После снежных катакомб Мирного станция «Молодежная» показалась курортом. Веселые, разноцветные кубики домов и главное – земля. Глаза, истосковавшиеся по земле, наконец видят ее. Под ногами гремят серые и красные камни. Камни горячие. На одном из них жесткие, как проволока, кустики мха. Это все, что может расти в Антарктиде. Каменные острова среди снега тут называют оазисами – камни собирают тепло. Рядом с «оазисом» деревянная будка метеоролога. Из-за окошка видно, как над каменным островом, окруженным снегами, дрожат, переливаются струи теплого воздуха. Точь-в-точь как степь в жаркий июльский день. В другое окно мне видны восемь парней. Сидят на камнях по пояс голые – загорают. Один из парней даже в трусах. Новички, прилетевшие самолетом из Мирного, на такое пока не решаются – нет закалки. Неделю назад на станции «Восток» я видел людей, закутанных в меховую одежду, до самых глаз натянуты свитера: иначе мороз обожжет легкие. Летчики кричали:
– Скорей, скорей! Застынут моторы…
Сейчас те же летчики в расстегнутых куртках просят у повара квасу – жарко. Но вы ошибаетесь, если в самом деле примете за «курорт» этот кусок земли, не занесенный снегами…

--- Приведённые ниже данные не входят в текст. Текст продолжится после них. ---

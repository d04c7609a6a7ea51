mod actor;
mod admission;
mod api;
mod codec;
mod commitlog;
mod io;
mod ownership;
mod replica;
mod rpc;
mod shard;

pub use admission::AveragingProgressTracker;
pub use api::try_create_raft_client;
pub use api::AppendEntryInput;
pub use api::AppendEntryOutput;
pub use api::AppendError;
pub use api::ApplyError;
pub use api::ClientRequestId;
pub use api::ClusterState;
pub use api::CommitApplier;
pub use api::LeadershipTransferError;
pub use api::MembershipChangeError;
pub use api::RaftClient;
pub use api::RaftClientConfig;
pub use api::RaftClientCreationError;
pub use api::RaftCommitStream;
pub use api::RaftCommittedEntry;
pub use api::RaftEntryId;
pub use api::RaftEvent;
pub use api::RaftEventListener;
pub use api::RaftLeaderInfo;
pub use api::RaftMemberInfo;
pub use api::RaftOptions;
pub use api::RaftRole;
pub use api::RaftState;
pub use api::RecoveryCohort;
pub use api::ReplicaExited;
pub use api::ReplicatedLog;
pub use api::SnapshotCohort;
pub use api::SnapshotError;
pub use api::SnapshotInfo;
pub use api::StateMachine;
pub use api::StateSnapshot;
pub use api::StorageConfig;
pub use codec::AllowListResolver;
pub use codec::CodecError;
pub use codec::DecodeFn;
pub use codec::DecodedObject;
pub use codec::NodePath;
pub use codec::NodeStreamReader;
pub use codec::NodeStreamWriter;
pub use codec::NormalizedNode;
pub use codec::PathArgument;
pub use codec::PathCodec;
pub use codec::PrimitiveType;
pub use codec::QName;
pub use codec::QNameCache;
pub use codec::ResolveError;
pub use codec::Resolved;
pub use codec::RestrictedObjectReader;
pub use codec::RestrictedObjectWriter;
pub use codec::RestrictedTypeResolver;
pub use codec::TypeNotFound;
pub use codec::TypeResolver;
pub use codec::Value;
pub use codec::STREAM_VERSION;
pub use commitlog::JournalError;
pub use io::new_compress_writer;
pub use io::new_decompress_reader;
pub use io::ByteSource;
pub use io::ChunkedByteArray;
pub use io::ChunkedOutputStream;
pub use io::FileBackedOutputStream;
pub use io::Lz4BlockSize;
pub use io::Lz4Writer;
pub use io::SharedFileBackedOutputStream;
pub use io::SharedStreamRef;
pub use ownership::Entity;
pub use ownership::EntityOwnershipMap;
pub use ownership::LamportClock;
pub use ownership::LwwRegister;
pub use ownership::OrSet;
pub use ownership::OwnerSupervisor;
pub use ownership::OwnershipChange;
pub use rpc::LocalNetwork;
pub use rpc::PeerTransport;
pub use rpc::ProtoAppendEntriesReq;
pub use rpc::ProtoAppendEntriesResult;
pub use rpc::ProtoInstallSnapshotReq;
pub use rpc::ProtoInstallSnapshotResult;
pub use rpc::ProtoRequestVoteReq;
pub use rpc::ProtoRequestVoteResult;
pub use rpc::RpcServer;
pub use rpc::TransportError;
pub use shard::DataTree;
pub use shard::DataTreeSnapshot;
pub use shard::Modification;
pub use shard::ModificationBatch;
pub use shard::Shard;
pub use shard::ShardClient;
pub use shard::ShardClientError;
pub use shard::ShardReader;
pub use shard::TreeError;
pub use shard::MODIFICATION_BATCH_TYPE;

// Learning 1: `create::{root_mod}` should not have any code. Just `mod` and `pub use` statements.
// Learning 2: All `mod` statements, anywhere, should not be `pub`. Only export `pub` via individual
//             use statements.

9 апреля 1963 года. Прощальный день. Дизель-электроход «Обь» разгружается у ледяного барьера. Снежный ветер угонял судно в море, как нитки, рвались якорные тросы. «Обь» держалась носом по ветру. Спешно выгружались на берег ящики, бочки, тюки. Под вечер «Обь» с тревожными гудками ушла курсом на теплый север. На берегу остались восемь человек. Они хватались руками за камни, чтобы устоять на ураганном ветру. Еще один, последний гудок. И все. Люди остались одни. Ни зверя, ни птицы вокруг. За спиной тысячи километров пустынного льда. Людям остались два домика, дизель, дающий тепло и свет, два трактора, гора продуктов, шестьдесят фильмов, тысяча пятьсот книг, радиостанция, приборы и тридцать шариков от пинг-понга.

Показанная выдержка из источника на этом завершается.